Of the initial 1319 studies yielded from the search (Figure 1), 390 studies qualified for the second stage of selection, and after the screening of 145 full-text papers, 55 studies met the definitive inclusion criteria. Of the selected 55 articles, 32 were case series, original papers or retrospective reviews and were included, while 13 were case report papers and therefore excluded. A spectrum of surgical options is currently available, but no universal agreement exists as to which treatment method delivers the best results; furthermore, no single method seems to be free of complications and all carry a degree of morbidity16. The described techniques include total excision with subsequent skin grafting or flap cover, and partial excision (or ‘decortication’) with the cold scalpel, Shaw knife (Hemostatix™ Medical Technologies, Bartlett, TN), electrocautery, cryotherapy, chemical peel, dermabrasion, dermaplaning with a dermatome, ultrasonic scalpels, laser excision (CO2 laser and argon laser)16,19, and VersajetTM Hydrosurgery System20 (HydroCision Inc., North Billerica, MA).
Aetiology and classification
Rhinophyma, a benign disfiguring disease affecting the nose, is a rare condition caused by a progressive hypertrophy of sebaceous glandular tissue, connective tissue, and blood vessels. The condition affects mainly the lower half of the nose and results in a tuberous appearance leading to cosmetic disfigurement and occasional functional problems. The deformity may be localised or generalised and is often the cause of cosmetic embarrassment and social reclusion. When left untreated, the nose can reach giant proportions over the years.
The aetiopathogenesis of rhinophyma remains unclear; Marks21 proposes a mechanism for rhinophyma evolution that begins with vascular dysfunction in the skin. Indeed, the skin in rosacea is characterised by an unusual disorganisation of the upper dermis, resulting in an instability of the superficial cutaneous vascular plexus. Consequently, any vasodilating agent (such as alcohol, spicy foods, and hot beverages.) may cause loss of intravascular fluid with oedema of surrounding tissue. This oedema may disappear slowly in the nose and fibrosis may occur, causing the nose to gradually enlarge22.

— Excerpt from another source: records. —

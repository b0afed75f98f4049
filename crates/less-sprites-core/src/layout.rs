use crate::model::{Direction, Placement};

/// Running position of the next image along the append axis.
///
/// Offsets are negative because the stylesheet anchors the sheet at its
/// top-left corner and shifts it to reveal the sub-image.
#[derive(Debug, Clone, Copy)]
pub struct OffsetCursor {
    direction: Direction,
    x: i64,
    y: i64,
}

impl OffsetCursor {
    pub fn new(direction: Direction) -> Self {
        Self::starting_at(direction, (0, 0))
    }

    /// Cursor for a canvas whose first `extent` pixels are already taken.
    /// Only the component along the append axis moves the start.
    pub fn starting_at(direction: Direction, extent: (u32, u32)) -> Self {
        let (x, y) = match direction {
            Direction::Down => (0, -(extent.1 as i64)),
            Direction::Right => (-(extent.0 as i64), 0),
        };
        Self { direction, x, y }
    }

    /// Records an image of `width`x`height` at the current position and moves
    /// the cursor past it.
    pub fn place(&mut self, file_name: impl Into<String>, width: u32, height: u32) -> Placement {
        let placement = Placement {
            file_name: file_name.into(),
            width,
            height,
            offset_x: self.x,
            offset_y: self.y,
        };
        match self.direction {
            Direction::Down => self.y -= height as i64,
            Direction::Right => self.x -= width as i64,
        }
        placement
    }

    /// Offset the next placement would receive.
    pub fn position(&self) -> (i64, i64) {
        (self.x, self.y)
    }
}

/// Size of a sheet that starts at `extent` and receives `sizes` in order, or
/// `None` if it does not fit in `u32`.
pub fn stacked_extent(
    extent: (u32, u32),
    sizes: &[(u32, u32)],
    direction: Direction,
) -> Option<(u32, u32)> {
    sizes.iter().try_fold(extent, |(w, h), &(iw, ih)| match direction {
        Direction::Down => h.checked_add(ih).map(|h| (w.max(iw), h)),
        Direction::Right => w.checked_add(iw).map(|w| (w, h.max(ih))),
    })
}

/// Layout-only: computes placements for `(name, width, height)` items without
/// touching any image.
pub fn layout_placements<K: Into<String>>(
    items: impl IntoIterator<Item = (K, u32, u32)>,
    direction: Direction,
) -> Vec<Placement> {
    let mut cursor = OffsetCursor::new(direction);
    items
        .into_iter()
        .map(|(name, w, h)| cursor.place(name, w, h))
        .collect()
}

Histopathologically, two forms of rhinophyma were described by Tope and Sangueza23. The most common is characterised by histological lesions that are peculiar of rosacea, such as hyperplasia of sebaceous glands, dermal elastosis, follicular cysts, and moderate fibrousness with collagen fibres plunged in a myxoid or oedematous stroma. A perifollicular infiltrate composed of lymphocytes, histiocytes, and plasmocytes is also prominent in the dermis. The second form or ‘fibrous variant’ shows severe fibrotic alterations in the dermis with thickening, through which dilated capillary and lymphatic vessels are found; a decrease or lack of sebaceous glands; and dermal annexes23, 24.
A number of clinical classifications of rhinophyma based on severity of deformity have been proposed25,26. El-Azhary et al26 classified the rhinophyma in low, moderate, and severe stages of disease. With this model it is possible to find telangiectasia and low hypertrophy of the cutaneous layer in the first case, moderate hypertrophy and small nodularities in the second case, and massive nodularity in the severe form.